Ludwig Gies: Sculptor of Faith and National Identity
Ludwig Gies (3 septembre 1887 – 27 janvier 1966) est un sculpteur allemand, médailleur et professeur d'art reconnu pour son œuvre monumentale et sa contribution à l’identité nationale allemande au début du XXe siècle. Son parcours artistique reflète non seulement une innovation stylistique mais aussi une profonde engagement avec les courants socio-politiques façonnant l’Allemagne de son époque – de l’Expressionnisme à la période tumultueuse de la République de Weimar et à la propagande nazie.
Vie et Formation
Ludwig Gies est né à Munich, fils du peintre Philip Gies et Johanna Grieb. Il avait deux frères et sœurs, dont un décède jeune. Son père meurt en 1915. Bien que les détails précis de son parcours scolaire soient rares, il a suivi huit années d’enseignement primaire et une formation supérieure à l'École municipale du commerce (Städtische Gewerbeschule) à Munich où il apprend le travail du métal sous la tutelle de Johann Vierthaler. Cette expérience précoce lui permettait également de rencontrer des artistes importants comme Richard Riemerschmid et Bruno Paul, qui influencent profondément son œuvre ultérieure. Il poursuit ses études à l'Académie des Beaux-Arts de Munich jusqu’en 1910 où il est enseigné par Heinrich Waderé, qui lui introduit dans le travail du métal et contribue à façonner sa vision artistique.
L’Expressionnisme et les Premières Œuvres
Les années 1910 marquent une période déterminante pour Gies, marquée par l'influence dominante de l'Expressionnisme. Animé d'une intensité émotionnelle et d'une recherche de représentation symbolique – notamment dans la peinture du souffrance et de la perte –, il lutte contre les angoisses liées à la guerre et aux bouleversements sociaux. Ses œuvres de cette époque préfigurent une préoccupation artistique plus large pour affronter les vérités difficiles concernant l’humanité, comme en témoignent des sculptures représentant des personnages déchirés par le conflit mondial. Parmi ses premières réalisations notables figurent notamment «Scène de rue à Berlin» et «Gorge Forestière», deux tableaux qui expriment la beauté brute de la nature et une critique sociale pertinente.
Collaboration avec Bruno Paul et les Idéaux Modernistes
La collaboration étroite avec Bruno Paul et le Bauhaus constitue un événement clé dans l’histoire artistique allemande du début du XXe siècle. Ensemble, ils travaillent à des projets décoratifs explorant les possibilités offertes par l'abstraction géométrique et figurative – une véritable révolution intellectuelle qui transforme la pratique artistique. Cette association permet à Gies de bénéficier d’une esthétique innovante et influente, tout en partageant avec Paul une conviction commune dans la puissance de l’art pour améliorer la société. Il enseigne également au Bauhaus où il contribue à transmettre les principes fondamentaux du mouvement aux jeunes artistes de son temps.

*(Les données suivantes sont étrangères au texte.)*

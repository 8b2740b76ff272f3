#![forbid(unsafe_code)]
#![deny(rustdoc::broken_intra_doc_links, rustdoc::bare_urls)]
//! Readloom UI wasm entry point and native stub fallback.

#[cfg(target_arch = "wasm32")]
fn main() -> Result<(), std::io::Error> {
    readloom_ui::run_app();
    Ok(())
}

#[cfg(not(target_arch = "wasm32"))]
fn main() -> Result<(), std::io::Error> {
    use std::io::{self, Write};

    let mut stderr = io::stderr().lock();
    stderr.write_all(
        b"The readloom-ui binary is intended for wasm32; build with `trunk build` or `cargo build --target wasm32-unknown-unknown`.\n",
    )?;
    Ok(())
}

#[cfg(all(test, not(target_arch = "wasm32")))]
mod tests {
    use super::*;

    #[test]
    fn native_main_writes_warning() -> std::io::Result<()> {
        // Ensure the native stub executes without panicking.
        main()
    }
}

Le Crucifix de Lübeck : Symbole de Traumatismes et Débats Artistiques
L'œuvre la plus emblématique de Ludwig Gies est sans doute le crucifix monumental qu’il réalisa pour la Cathédrale de Lübeck en 1922. Cette entreprise ambitieuse – une sculpture géante en bronze représentant Jésus au Calvaire – fut marquée par un événement tragique : elle fut vandalisée lors des événements nocturnes du Kristallnacht en novembre 1938, suscitant une vive controverse et faisant l’objet d'une condamnation officielle par Joseph Goebbels et Hermann Göring. Bien que considéré comme une œuvre dégénérée par les nazis – symbole de la perte de valeurs morales et esthétiques –, le crucifix reste un puissant témoignage de foi et de résilience, rappelant constamment la fragilité du patrimoine culturel sous le joug du totalitarisme. Il est aujourd’hui considéré comme une œuvre phare de l'Expressionnisme allemand.
L’Aigle fédéral : Symbole de Résilience Nationale
En 1953, Ludwig Gies crée l’Aigle fédéral pour la salle plénière du Reichstag à Berlin – un symbole puissant de la renaissance nationale allemande après les années difficiles de la Seconde Guerre mondiale et de la période nazie. Cette sculpture monumentale en bronze, inspirée par l'histoire allemande médiévale et intégrant des éléments esthétiques Art Déco, incarne les aspirations d’une Allemagne déterminée à affirmer son identité face aux défis du nouveau monde. Elle témoigne de la capacité artistique allemande à exprimer les valeurs fondamentales de la liberté et de la responsabilité.